Le pas au-delà — Dezeuze le délinquant
Daniel Dezeuze reste le plus radical des maîtres de “supports/surfaces”. Dépassant la peinture elle-même, ses tableaux ne se rapportent qu’à eux-mêmes. Ils ne font pas appel à un « ailleurs » ( personnalité du créateur, sa biographie, l’histoire de l’art).
Et les projections mentales sont soumises à un nouveau régime de re-présentation. Il ne s’agit ni d’un retour aux sources, ni de la recherche d’une pureté originelle, mais de la simple mise à nu des éléments picturaux qui constituent le fait pictural.
Tandis qu’un Saytour peignait l’image du châssis sur la toile, comme l’écrivait Viallat, “Dezeuze peint des châssis sans toile”. Sa démarche accorde une importance égale aux matériaux, aux gestes créatifs et à l’œuvre finale.
Le sujet passe au second plan. Dezeuze dissocie donc la toile du châssis et emprunte un regard plus radical que jamais.
L’exposition Ecrans/Tableaux poursuit une réflexion de plus de quarante ans autour du rôle, de l’histoire et de la pratique de la peinture. Mais elle dépasse désormais son questionnement premier. A une époque du numérique et la prolifération des écrans Dezeuze permet de replonger dans un univers de supports désossés, de matériaux démantelés et d’objets détournés.
Sortant du pur châssis des éléments inhérents à la peinture, il étend son approche par exemple à des assemblages de skis qui deviennent des calligraphies et des accessoires de jardin qui se métamorphosent en peintures.
Daniel Dezeuze engage toujours un pas au-delà de la peinture sans pour autant caresser dans le sens du poils les symptômes d’une société emprise à la dématérialisation. L’artiste possède d’autres ambitions. Il repousse toujours ses propres codes, pour se réinventer dans une histoire de l’art où le tableau reste pour lui : ” objet réel et objet de connaissance”.
Sans lyrisme, l’artiste laisse de plus en plus pointer “une sensualité” et selon un formalisme révisé en une entreprise picturale ouverte dans des variations plus impertinentes que celles de Viallat pour lequel la variation bascule parfois dans la répétition.
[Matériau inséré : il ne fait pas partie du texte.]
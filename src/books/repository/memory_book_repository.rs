use async_trait::async_trait;
use crate::books::domain::model::BookEntity;
use crate::books::repository::BookRepository;
use crate::catalogs::domain::model::CatalogEntity;
use crate::core::library::LibraryResult;
use crate::core::repository::Repository;
use crate::persons::domain::model::PersonEntity;
use crate::utils::memory::{MemoryDatabase, upsert};

#[derive(Debug, Clone)]
pub struct MemoryBookRepository {
    db: MemoryDatabase,
}

impl MemoryBookRepository {
    pub fn new(db: MemoryDatabase) -> Self {
        Self { db }
    }
}

#[async_trait]
impl Repository<BookEntity> for MemoryBookRepository {
    async fn save(&self, entity: &BookEntity) -> LibraryResult<BookEntity> {
        let _guard = self.db.enter().await;
        self.db.write(|t| upsert(&mut t.books, &mut t.sequences, entity))
    }

    async fn find_by_id(&self, id: i64) -> LibraryResult<Option<BookEntity>> {
        let _guard = self.db.enter().await;
        Ok(self.db.read(|t| t.books.get(&id).cloned()))
    }

    async fn delete_by_id(&self, id: i64) -> LibraryResult<usize> {
        let _guard = self.db.enter().await;
        Ok(self.db.write(|t| t.books.remove(&id).map_or(0, |_| 1)))
    }
}

#[async_trait]
impl BookRepository for MemoryBookRepository {
    // ids without a stored person are skipped
    async fn get_writers(&self, book_id: i64) -> LibraryResult<Option<Vec<PersonEntity>>> {
        let _guard = self.db.enter().await;
        Ok(self.db.read(|t| {
            t.books.get(&book_id).map(|book| {
                book.writer_ids.iter().filter_map(|id| t.persons.get(id).cloned()).collect()
            })
        }))
    }

    async fn get_catalogs(&self, book_id: i64) -> LibraryResult<Option<Vec<CatalogEntity>>> {
        let _guard = self.db.enter().await;
        Ok(self.db.read(|t| {
            t.books.get(&book_id).map(|book| {
                book.catalog_ids.iter().filter_map(|id| t.catalogs.get(id).cloned()).collect()
            })
        }))
    }
}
Sortant de la pulpe du réel mais sans le rejeter, Dezeuze reste un habile poète pictural, déviant et habité. Il sait inverser les banales syntaxes visuelles. Demeure chez lui cette nécessaire et insolvable liberté où la “peinture que peinture” s’abroge de bien des diktats.
Bref, il reste ce délinquant qui fait fourcher la langue plastique et va à tâtons mais surement en cherchant, non un sceptre pour régner ou un spectre pour faire la malin, mais une lampe à la Reverdy pour nous éclairer.
jean-paul gavard-perret
Daniel Dezeuze, Ecrans/Tableaux, Galerie Templon, 30 rue Beaubourg, Paris, à partir du 27 mars 2021.